» What needs to be done
Reading the records below, find how many lines include the word "task" and give that number alone.

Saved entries
----------------------------------------

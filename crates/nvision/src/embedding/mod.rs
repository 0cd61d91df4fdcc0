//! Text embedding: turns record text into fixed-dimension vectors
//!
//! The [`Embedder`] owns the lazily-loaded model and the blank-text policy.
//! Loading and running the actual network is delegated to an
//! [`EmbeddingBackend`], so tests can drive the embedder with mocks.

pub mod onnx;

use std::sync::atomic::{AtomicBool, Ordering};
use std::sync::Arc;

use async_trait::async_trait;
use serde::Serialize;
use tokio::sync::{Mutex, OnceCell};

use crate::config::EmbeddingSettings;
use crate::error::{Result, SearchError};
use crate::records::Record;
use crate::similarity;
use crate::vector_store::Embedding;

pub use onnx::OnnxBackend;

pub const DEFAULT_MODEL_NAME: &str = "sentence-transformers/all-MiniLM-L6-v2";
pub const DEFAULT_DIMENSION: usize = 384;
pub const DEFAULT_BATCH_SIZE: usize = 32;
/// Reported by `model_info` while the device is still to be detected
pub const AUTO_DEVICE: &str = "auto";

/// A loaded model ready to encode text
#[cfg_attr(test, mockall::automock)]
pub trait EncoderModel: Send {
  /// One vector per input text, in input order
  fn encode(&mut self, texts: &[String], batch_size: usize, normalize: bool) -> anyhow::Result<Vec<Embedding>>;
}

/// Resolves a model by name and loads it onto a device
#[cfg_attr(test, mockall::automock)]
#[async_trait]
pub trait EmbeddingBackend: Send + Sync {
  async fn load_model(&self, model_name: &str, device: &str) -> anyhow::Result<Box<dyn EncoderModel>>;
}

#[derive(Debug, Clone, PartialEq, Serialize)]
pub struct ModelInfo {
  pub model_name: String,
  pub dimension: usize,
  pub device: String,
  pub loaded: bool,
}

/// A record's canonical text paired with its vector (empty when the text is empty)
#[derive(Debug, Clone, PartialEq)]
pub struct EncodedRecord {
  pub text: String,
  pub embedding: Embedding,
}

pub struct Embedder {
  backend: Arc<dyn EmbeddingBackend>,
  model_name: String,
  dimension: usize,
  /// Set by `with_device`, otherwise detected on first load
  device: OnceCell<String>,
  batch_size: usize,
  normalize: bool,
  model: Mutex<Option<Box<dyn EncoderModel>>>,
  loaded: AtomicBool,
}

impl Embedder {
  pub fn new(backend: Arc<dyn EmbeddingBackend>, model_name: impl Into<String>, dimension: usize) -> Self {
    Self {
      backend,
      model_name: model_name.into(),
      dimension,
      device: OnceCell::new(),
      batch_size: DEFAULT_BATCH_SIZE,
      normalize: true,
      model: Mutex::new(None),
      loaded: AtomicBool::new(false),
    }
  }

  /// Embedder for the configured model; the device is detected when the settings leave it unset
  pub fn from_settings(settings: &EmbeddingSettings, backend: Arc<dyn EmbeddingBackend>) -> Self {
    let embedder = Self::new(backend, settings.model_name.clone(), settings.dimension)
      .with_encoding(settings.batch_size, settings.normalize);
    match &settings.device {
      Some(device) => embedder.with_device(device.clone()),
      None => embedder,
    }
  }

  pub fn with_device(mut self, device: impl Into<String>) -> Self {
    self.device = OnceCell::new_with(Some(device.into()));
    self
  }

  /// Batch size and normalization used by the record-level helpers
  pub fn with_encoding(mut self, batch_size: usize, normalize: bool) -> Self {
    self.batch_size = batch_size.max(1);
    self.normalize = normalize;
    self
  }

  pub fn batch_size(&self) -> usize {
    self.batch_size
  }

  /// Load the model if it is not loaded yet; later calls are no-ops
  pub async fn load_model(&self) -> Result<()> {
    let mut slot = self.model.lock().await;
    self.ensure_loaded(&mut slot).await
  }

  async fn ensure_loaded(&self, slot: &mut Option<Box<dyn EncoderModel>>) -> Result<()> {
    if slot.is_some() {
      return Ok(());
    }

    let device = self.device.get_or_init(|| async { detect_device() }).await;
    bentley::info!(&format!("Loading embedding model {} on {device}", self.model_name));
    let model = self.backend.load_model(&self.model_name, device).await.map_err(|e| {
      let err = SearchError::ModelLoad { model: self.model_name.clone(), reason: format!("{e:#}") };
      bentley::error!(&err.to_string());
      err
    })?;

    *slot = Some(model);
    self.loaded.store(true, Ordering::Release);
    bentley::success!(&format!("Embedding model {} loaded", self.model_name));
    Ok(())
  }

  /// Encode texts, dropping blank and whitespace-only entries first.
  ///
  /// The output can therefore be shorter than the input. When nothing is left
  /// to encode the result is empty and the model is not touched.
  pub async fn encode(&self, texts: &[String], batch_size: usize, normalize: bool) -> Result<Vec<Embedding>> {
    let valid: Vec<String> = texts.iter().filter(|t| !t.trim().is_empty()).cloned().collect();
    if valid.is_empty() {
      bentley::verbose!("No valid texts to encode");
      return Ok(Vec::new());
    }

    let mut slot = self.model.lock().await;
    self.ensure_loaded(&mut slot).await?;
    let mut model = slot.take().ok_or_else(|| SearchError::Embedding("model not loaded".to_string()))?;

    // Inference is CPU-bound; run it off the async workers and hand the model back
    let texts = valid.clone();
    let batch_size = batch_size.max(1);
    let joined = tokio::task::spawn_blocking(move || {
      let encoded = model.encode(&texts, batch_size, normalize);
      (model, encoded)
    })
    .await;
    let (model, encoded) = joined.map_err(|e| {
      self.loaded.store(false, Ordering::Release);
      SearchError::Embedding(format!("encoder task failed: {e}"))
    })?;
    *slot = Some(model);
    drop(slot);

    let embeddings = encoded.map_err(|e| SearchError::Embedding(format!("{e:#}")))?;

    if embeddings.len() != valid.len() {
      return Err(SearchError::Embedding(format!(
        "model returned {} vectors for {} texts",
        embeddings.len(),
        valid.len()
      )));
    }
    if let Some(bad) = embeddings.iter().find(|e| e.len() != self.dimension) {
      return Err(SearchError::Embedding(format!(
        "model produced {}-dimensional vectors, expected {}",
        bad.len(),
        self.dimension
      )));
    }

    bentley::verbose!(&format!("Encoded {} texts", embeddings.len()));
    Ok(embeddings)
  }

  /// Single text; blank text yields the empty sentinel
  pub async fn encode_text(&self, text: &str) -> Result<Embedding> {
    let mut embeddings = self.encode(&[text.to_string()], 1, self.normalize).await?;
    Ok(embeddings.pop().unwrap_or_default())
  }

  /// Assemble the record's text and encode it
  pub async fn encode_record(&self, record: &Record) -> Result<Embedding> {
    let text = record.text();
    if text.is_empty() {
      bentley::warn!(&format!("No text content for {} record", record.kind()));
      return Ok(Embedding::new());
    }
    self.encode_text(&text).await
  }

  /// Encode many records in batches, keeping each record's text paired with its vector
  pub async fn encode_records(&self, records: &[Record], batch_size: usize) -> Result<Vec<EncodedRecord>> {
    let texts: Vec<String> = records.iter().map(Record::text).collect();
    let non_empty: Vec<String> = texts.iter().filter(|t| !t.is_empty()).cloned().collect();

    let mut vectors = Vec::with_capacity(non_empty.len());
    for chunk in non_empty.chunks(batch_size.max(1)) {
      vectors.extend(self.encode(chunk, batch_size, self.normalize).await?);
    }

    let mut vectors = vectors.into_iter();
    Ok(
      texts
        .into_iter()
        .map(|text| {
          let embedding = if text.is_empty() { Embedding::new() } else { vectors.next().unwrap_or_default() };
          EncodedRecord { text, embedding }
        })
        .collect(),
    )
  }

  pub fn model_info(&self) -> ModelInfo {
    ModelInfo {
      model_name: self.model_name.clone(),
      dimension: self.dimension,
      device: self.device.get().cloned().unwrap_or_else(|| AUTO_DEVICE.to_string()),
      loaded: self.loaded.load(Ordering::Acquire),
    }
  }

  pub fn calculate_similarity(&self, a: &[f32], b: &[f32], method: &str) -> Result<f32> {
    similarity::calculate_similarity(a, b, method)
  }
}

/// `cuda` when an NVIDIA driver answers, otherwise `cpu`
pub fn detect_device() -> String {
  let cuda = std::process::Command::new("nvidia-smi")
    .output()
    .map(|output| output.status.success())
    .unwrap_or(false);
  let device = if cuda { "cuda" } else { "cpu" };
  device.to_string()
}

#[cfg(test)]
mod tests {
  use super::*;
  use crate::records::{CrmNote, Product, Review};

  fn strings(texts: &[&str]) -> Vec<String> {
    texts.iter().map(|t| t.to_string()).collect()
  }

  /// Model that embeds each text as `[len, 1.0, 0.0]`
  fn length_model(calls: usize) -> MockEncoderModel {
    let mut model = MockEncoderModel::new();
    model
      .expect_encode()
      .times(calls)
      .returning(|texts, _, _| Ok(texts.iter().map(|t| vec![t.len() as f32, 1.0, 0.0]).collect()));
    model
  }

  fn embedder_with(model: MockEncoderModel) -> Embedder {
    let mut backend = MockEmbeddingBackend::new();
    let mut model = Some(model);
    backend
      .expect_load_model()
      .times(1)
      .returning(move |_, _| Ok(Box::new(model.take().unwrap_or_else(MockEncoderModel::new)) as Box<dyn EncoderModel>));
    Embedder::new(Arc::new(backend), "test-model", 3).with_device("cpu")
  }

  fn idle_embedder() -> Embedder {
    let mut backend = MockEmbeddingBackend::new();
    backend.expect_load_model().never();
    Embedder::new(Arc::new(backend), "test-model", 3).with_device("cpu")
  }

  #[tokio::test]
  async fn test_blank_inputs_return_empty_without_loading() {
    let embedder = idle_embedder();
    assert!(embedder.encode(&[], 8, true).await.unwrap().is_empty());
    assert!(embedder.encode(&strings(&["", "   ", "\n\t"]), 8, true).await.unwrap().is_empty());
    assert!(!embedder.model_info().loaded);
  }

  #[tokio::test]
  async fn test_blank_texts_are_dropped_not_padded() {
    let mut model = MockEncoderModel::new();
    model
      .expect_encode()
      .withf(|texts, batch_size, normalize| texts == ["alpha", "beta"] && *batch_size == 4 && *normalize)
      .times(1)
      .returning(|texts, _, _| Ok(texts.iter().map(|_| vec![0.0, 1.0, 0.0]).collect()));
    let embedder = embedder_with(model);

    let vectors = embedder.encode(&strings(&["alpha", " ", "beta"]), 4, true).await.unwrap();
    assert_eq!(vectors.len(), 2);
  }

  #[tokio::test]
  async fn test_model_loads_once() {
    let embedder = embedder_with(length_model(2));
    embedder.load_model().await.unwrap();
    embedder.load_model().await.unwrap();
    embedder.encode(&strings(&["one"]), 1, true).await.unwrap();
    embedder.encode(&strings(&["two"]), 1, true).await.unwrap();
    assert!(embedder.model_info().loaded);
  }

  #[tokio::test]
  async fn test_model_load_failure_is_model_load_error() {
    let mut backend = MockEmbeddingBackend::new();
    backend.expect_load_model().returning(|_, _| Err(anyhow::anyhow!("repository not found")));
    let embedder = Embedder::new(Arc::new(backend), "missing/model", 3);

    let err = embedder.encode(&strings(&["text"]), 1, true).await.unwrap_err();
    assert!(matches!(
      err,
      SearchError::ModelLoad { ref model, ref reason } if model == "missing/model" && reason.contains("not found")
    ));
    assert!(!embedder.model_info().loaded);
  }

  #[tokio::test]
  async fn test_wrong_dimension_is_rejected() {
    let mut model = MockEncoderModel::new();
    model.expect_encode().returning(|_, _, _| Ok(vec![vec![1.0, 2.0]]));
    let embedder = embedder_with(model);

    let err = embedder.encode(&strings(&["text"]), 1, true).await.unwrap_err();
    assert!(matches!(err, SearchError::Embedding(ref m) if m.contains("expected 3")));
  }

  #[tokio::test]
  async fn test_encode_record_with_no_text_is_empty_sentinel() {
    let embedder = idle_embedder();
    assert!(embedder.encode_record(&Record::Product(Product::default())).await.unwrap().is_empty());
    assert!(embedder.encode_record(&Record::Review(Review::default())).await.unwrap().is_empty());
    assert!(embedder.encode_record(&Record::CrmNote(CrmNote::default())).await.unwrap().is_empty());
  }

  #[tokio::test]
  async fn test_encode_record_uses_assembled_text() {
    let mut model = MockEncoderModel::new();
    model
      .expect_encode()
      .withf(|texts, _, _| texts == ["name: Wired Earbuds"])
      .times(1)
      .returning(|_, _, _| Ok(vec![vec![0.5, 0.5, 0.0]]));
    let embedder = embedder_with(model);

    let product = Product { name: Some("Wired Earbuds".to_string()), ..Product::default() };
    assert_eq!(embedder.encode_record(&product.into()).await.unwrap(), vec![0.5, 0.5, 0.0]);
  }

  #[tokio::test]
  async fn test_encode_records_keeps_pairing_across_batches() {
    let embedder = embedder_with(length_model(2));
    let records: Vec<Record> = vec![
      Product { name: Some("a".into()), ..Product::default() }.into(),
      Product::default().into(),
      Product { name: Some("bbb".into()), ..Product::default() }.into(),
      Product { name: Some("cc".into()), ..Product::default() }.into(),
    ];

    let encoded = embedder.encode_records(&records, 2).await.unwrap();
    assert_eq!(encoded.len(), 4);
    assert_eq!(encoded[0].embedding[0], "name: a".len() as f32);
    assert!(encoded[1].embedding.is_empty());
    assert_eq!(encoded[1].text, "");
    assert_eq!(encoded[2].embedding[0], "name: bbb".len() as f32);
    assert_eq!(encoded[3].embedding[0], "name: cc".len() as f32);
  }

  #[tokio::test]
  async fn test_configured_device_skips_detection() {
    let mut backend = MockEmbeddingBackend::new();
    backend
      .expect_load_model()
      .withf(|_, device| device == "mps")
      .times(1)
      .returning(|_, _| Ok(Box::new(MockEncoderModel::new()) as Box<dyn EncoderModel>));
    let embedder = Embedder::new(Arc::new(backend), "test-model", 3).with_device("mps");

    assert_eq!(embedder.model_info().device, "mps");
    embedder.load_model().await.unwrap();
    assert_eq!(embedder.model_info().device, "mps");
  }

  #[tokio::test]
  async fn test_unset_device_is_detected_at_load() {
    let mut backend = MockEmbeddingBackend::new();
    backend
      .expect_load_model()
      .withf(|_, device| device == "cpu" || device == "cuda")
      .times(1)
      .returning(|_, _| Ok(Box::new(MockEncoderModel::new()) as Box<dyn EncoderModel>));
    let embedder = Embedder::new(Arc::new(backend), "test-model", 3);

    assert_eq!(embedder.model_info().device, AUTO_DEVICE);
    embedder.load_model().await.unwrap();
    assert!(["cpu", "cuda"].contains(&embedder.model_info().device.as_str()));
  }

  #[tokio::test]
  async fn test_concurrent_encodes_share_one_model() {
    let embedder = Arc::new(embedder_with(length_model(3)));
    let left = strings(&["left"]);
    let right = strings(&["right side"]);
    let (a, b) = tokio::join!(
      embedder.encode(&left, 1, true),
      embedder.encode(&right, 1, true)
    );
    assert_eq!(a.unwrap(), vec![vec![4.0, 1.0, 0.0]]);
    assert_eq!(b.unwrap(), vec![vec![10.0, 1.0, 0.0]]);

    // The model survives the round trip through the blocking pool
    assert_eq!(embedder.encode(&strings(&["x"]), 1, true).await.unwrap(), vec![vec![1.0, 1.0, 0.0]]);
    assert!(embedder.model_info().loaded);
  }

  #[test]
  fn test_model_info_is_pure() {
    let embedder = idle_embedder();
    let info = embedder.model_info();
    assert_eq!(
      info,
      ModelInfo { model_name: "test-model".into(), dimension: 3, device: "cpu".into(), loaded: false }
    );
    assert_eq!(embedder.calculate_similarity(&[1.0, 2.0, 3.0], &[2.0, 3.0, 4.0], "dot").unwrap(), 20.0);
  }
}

----------------------------------------

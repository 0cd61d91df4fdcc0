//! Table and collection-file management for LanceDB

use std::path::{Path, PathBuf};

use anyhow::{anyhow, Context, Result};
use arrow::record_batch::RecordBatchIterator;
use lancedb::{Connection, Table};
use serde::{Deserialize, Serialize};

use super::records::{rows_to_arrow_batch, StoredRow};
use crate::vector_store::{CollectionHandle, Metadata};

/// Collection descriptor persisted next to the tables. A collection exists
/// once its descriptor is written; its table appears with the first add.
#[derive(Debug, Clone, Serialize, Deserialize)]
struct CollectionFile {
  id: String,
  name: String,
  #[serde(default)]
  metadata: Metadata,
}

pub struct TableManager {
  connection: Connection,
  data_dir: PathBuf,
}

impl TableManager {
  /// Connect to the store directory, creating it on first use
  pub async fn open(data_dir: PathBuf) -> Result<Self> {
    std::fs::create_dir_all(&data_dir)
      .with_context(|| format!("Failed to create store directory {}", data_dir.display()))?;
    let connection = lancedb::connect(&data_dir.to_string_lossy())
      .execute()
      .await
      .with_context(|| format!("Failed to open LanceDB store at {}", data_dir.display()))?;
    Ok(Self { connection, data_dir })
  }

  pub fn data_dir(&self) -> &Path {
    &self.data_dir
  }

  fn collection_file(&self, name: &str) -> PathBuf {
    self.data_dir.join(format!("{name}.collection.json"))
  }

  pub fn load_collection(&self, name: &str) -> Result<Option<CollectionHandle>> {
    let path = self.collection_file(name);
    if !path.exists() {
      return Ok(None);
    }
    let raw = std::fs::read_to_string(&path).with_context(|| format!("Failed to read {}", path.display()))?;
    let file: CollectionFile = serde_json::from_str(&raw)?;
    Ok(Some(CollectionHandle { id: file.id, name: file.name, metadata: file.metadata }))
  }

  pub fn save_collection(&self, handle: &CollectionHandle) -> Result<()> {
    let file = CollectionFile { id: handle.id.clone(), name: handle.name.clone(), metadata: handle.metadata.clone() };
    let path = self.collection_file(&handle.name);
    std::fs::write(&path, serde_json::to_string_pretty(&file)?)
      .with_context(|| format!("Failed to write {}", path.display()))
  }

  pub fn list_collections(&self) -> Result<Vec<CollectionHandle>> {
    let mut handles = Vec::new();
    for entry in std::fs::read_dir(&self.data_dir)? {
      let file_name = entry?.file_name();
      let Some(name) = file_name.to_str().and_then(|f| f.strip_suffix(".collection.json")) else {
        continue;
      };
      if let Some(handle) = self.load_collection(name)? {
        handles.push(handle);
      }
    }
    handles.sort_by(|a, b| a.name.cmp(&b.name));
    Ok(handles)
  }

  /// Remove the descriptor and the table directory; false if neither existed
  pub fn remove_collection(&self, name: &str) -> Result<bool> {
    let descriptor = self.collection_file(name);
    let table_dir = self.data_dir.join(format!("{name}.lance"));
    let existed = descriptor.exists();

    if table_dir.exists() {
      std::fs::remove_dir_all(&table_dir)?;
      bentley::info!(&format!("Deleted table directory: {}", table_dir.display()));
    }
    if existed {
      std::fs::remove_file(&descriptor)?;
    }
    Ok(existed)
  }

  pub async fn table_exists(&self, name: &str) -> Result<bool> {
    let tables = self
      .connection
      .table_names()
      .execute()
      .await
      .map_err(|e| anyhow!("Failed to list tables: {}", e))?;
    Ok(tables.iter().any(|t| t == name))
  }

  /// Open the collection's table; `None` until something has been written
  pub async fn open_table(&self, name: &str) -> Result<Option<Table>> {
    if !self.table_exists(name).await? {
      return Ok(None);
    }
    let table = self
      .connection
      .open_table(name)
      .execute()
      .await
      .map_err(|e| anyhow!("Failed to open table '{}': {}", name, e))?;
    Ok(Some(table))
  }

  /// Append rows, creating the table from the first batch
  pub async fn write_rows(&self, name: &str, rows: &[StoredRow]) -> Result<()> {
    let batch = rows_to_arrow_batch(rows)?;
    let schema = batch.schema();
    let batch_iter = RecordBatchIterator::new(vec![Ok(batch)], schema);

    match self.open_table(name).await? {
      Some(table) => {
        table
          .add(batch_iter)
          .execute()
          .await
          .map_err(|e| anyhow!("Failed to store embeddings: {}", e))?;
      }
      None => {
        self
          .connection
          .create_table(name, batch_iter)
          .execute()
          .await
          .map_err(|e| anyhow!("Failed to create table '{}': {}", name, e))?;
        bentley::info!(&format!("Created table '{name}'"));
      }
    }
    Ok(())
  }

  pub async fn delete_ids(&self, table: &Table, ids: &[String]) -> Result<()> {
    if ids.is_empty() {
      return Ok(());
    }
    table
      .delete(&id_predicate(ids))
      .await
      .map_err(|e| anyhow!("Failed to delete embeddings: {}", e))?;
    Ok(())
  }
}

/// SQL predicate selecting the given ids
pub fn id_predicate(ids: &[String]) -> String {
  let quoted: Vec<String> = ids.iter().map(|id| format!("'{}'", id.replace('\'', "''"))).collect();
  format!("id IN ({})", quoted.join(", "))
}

----------------------------------------

» Exercise response
2